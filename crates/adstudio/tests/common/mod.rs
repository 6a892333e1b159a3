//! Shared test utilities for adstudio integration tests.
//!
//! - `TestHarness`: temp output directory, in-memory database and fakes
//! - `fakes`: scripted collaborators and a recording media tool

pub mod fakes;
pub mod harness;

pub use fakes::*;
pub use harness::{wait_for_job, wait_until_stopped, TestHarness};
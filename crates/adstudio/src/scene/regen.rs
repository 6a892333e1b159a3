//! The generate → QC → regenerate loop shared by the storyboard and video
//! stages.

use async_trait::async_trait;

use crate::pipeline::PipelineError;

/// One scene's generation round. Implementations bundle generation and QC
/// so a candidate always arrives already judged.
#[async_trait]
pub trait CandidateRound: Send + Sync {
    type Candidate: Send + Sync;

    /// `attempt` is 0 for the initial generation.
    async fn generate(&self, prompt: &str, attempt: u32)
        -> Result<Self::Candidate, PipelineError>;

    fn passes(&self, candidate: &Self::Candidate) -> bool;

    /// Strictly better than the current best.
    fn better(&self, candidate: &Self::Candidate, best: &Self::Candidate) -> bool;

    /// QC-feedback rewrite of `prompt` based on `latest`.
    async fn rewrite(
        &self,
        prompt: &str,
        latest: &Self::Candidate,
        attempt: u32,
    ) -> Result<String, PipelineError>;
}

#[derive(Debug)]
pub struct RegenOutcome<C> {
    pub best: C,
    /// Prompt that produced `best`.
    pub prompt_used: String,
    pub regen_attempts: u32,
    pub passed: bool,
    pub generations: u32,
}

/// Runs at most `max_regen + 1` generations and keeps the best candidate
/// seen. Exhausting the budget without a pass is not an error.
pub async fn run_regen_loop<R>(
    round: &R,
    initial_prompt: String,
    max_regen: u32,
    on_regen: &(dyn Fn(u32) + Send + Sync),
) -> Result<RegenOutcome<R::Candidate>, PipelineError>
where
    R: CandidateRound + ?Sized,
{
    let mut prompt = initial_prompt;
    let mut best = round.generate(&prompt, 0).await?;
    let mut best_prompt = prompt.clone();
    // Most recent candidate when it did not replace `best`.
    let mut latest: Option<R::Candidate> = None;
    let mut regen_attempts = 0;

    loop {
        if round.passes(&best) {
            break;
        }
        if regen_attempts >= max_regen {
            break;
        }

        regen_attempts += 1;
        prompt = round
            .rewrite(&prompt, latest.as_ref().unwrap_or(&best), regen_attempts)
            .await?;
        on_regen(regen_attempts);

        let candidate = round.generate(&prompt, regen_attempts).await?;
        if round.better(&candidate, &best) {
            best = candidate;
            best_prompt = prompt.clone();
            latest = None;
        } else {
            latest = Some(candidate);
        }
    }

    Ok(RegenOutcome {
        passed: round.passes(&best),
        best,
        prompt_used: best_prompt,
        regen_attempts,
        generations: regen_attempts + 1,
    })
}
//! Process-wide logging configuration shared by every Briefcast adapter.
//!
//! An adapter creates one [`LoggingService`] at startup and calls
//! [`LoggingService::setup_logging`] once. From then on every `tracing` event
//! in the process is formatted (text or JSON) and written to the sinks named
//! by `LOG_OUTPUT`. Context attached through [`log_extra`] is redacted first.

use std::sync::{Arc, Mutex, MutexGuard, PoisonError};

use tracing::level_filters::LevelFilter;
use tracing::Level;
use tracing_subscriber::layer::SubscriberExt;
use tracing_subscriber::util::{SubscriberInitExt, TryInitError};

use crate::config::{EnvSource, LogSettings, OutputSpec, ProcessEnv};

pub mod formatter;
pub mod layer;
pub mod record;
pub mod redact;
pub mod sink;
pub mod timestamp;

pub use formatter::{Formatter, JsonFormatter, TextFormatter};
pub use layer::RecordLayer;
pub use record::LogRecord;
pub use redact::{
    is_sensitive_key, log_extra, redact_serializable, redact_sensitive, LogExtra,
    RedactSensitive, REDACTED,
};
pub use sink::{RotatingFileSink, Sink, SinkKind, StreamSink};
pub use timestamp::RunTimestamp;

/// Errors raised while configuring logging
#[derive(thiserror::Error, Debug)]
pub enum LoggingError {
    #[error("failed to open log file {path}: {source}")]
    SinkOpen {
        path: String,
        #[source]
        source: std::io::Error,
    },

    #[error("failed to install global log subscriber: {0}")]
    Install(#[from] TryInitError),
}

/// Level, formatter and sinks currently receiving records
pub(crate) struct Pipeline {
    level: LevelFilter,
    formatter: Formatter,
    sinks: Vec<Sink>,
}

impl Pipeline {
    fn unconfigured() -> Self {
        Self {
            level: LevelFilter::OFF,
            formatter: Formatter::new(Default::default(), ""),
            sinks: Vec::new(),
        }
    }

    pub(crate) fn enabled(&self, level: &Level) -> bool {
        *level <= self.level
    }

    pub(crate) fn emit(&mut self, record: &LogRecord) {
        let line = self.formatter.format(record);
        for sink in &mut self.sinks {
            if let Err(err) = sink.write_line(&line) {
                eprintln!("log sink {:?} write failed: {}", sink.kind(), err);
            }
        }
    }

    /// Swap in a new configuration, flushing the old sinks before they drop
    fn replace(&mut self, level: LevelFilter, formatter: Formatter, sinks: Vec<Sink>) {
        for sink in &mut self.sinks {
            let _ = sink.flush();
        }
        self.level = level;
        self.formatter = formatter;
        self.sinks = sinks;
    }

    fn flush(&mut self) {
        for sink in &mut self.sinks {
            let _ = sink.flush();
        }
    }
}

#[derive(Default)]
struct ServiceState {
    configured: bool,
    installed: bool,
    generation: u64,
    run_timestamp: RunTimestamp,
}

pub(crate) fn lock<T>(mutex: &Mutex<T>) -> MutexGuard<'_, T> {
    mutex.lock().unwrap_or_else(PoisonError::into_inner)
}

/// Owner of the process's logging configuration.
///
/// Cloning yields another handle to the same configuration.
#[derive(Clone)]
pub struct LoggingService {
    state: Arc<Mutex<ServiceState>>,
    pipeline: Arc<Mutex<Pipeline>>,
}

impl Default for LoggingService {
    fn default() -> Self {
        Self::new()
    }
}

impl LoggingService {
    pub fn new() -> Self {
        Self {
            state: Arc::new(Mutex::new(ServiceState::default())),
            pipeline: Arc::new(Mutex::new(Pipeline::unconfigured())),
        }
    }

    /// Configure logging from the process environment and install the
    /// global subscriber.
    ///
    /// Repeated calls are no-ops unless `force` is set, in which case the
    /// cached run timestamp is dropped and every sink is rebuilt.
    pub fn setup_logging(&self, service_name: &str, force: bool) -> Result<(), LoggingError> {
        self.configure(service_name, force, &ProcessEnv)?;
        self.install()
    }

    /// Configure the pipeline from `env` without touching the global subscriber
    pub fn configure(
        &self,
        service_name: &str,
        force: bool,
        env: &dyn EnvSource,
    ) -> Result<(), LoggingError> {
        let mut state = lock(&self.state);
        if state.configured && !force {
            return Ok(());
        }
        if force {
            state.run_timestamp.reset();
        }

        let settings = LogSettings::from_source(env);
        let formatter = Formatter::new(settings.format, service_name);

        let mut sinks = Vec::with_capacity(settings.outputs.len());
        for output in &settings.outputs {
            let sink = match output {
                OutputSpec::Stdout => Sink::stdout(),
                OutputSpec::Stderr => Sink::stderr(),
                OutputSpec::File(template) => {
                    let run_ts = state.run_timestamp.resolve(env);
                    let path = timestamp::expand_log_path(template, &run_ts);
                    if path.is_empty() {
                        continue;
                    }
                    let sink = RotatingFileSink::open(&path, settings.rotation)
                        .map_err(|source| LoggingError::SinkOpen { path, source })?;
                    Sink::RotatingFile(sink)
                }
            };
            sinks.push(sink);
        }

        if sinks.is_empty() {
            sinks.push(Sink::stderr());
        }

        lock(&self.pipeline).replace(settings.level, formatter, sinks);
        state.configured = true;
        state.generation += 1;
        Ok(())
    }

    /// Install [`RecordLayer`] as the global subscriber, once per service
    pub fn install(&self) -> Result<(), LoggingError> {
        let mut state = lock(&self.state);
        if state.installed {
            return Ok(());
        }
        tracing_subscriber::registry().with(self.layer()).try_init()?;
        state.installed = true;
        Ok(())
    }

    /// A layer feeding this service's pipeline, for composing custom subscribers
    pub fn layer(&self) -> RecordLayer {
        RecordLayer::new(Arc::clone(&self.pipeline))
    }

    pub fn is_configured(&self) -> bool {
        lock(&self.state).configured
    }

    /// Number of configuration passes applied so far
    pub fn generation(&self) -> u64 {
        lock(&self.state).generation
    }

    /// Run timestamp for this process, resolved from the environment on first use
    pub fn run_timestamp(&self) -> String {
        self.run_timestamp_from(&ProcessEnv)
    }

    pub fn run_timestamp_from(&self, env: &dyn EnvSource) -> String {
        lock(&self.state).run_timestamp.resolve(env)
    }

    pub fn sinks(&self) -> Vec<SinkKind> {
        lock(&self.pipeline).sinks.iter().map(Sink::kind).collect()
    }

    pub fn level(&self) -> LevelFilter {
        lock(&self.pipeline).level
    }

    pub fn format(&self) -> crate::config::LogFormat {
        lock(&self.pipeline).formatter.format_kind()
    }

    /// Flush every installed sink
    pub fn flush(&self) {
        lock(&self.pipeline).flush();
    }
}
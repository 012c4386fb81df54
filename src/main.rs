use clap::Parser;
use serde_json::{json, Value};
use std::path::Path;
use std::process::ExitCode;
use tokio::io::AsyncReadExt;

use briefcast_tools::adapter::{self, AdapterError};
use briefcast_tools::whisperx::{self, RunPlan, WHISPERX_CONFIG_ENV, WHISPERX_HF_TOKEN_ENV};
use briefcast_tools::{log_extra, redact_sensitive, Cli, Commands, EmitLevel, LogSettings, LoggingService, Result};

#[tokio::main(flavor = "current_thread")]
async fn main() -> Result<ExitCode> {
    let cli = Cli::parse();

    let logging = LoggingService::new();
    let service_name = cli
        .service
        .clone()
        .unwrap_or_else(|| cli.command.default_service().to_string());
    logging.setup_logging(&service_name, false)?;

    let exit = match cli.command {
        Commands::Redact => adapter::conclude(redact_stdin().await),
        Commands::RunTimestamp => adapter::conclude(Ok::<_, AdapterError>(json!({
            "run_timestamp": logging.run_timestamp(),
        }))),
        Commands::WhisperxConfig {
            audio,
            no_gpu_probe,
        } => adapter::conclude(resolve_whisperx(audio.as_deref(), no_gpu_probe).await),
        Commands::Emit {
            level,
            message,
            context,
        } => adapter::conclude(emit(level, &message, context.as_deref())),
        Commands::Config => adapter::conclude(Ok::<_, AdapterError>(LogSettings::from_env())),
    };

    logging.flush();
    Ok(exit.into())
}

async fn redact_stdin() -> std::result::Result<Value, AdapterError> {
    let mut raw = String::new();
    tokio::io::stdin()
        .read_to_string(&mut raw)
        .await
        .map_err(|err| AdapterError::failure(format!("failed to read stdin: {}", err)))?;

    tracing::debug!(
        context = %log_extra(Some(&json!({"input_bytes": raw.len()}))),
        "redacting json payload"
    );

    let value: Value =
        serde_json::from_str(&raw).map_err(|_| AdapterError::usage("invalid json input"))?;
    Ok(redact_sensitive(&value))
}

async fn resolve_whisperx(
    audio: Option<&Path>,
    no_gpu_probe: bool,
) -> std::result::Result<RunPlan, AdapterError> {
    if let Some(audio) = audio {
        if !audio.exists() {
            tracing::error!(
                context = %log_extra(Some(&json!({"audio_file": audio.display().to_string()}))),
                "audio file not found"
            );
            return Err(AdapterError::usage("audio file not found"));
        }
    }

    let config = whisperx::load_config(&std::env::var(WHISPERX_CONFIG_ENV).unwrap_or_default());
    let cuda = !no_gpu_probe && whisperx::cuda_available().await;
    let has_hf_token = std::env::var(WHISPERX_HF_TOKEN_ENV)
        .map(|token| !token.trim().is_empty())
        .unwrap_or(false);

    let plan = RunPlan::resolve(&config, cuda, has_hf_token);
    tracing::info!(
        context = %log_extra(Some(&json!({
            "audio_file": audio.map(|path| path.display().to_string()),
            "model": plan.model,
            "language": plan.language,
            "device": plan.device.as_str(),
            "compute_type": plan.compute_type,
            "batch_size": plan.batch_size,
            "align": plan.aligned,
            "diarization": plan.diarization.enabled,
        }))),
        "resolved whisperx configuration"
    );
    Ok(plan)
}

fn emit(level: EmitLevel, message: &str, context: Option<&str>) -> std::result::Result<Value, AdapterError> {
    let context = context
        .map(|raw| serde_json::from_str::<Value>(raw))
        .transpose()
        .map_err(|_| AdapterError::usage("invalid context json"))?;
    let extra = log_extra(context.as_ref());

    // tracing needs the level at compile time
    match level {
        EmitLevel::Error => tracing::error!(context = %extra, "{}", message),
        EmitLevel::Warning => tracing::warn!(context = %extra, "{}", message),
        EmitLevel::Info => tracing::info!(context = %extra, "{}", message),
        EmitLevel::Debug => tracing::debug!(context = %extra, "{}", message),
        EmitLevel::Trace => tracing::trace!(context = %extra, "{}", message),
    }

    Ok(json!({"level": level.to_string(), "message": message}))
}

====

Your objective:
For the string "invalid", search the preceding data and copy every line that includes it.

Result:
        serde_json::from_str(&raw).map_err(|_| AdapterError::usage("invalid json input"))?;
        .map_err(|_| AdapterError::usage("invalid context json"))?;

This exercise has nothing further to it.